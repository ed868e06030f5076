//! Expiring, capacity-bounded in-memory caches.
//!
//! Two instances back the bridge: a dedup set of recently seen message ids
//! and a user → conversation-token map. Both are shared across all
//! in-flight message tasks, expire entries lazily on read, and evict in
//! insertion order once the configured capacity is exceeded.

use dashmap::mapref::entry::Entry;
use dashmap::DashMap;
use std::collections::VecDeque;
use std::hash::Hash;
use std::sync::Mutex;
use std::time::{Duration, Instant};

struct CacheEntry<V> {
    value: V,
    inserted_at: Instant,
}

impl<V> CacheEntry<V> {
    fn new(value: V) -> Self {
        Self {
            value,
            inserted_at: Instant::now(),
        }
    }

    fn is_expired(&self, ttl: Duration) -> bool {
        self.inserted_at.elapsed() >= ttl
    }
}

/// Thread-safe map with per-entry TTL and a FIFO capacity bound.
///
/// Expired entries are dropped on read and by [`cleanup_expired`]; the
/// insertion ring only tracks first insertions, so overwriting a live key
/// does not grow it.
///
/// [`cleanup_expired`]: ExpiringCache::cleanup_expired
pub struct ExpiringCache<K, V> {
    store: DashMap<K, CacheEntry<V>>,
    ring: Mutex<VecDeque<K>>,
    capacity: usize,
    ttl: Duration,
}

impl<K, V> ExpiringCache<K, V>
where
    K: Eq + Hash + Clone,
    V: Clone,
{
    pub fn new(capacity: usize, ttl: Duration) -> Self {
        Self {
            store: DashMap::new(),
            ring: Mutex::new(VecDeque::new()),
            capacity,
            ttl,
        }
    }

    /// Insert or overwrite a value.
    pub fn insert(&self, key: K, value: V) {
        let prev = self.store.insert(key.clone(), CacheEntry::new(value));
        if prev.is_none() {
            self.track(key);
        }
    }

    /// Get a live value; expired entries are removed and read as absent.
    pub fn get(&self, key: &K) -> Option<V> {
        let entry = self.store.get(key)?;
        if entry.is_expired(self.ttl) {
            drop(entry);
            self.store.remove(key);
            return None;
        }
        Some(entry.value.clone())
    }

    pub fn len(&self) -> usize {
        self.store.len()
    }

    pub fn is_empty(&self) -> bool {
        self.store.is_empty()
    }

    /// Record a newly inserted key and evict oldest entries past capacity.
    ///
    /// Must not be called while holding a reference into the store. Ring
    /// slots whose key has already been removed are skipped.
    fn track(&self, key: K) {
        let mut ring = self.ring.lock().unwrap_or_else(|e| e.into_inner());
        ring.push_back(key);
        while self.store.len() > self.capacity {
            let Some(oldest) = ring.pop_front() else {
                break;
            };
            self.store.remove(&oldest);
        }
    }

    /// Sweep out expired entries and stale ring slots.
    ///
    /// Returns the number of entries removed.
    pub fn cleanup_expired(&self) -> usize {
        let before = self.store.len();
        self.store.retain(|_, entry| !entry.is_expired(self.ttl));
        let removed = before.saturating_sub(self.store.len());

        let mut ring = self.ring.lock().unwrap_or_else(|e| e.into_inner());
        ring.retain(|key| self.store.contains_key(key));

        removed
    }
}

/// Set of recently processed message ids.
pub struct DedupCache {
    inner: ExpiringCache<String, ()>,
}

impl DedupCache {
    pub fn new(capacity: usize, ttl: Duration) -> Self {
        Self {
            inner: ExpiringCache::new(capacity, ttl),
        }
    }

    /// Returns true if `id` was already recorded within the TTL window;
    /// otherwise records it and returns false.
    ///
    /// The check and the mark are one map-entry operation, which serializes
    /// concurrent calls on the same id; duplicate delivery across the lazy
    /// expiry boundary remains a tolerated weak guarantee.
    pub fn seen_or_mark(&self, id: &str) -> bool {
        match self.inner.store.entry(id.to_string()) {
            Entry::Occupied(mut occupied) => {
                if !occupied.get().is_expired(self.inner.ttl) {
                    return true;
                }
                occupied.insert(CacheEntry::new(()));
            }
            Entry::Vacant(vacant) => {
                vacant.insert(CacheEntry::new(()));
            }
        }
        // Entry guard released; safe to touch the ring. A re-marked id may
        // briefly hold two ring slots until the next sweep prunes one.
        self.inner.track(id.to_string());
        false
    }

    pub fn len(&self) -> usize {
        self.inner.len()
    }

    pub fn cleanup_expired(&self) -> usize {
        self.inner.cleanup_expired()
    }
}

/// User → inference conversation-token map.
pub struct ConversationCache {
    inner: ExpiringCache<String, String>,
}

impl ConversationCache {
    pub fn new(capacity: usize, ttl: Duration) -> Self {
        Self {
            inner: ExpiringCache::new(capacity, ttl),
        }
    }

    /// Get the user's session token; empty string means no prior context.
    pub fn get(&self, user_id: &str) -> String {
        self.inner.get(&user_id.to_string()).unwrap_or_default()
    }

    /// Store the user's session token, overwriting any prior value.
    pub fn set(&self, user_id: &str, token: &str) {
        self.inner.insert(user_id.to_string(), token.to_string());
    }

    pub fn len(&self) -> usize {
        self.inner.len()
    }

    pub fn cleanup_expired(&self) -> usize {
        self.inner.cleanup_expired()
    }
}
========================================================================
Review the material and copy each line in which the word "occupied" appears.

▸ **Response area**
            Entry::Occupied(mut occupied) => {
                if !occupied.get().is_expired(self.inner.ttl) {
                occupied.insert(CacheEntry::new(()));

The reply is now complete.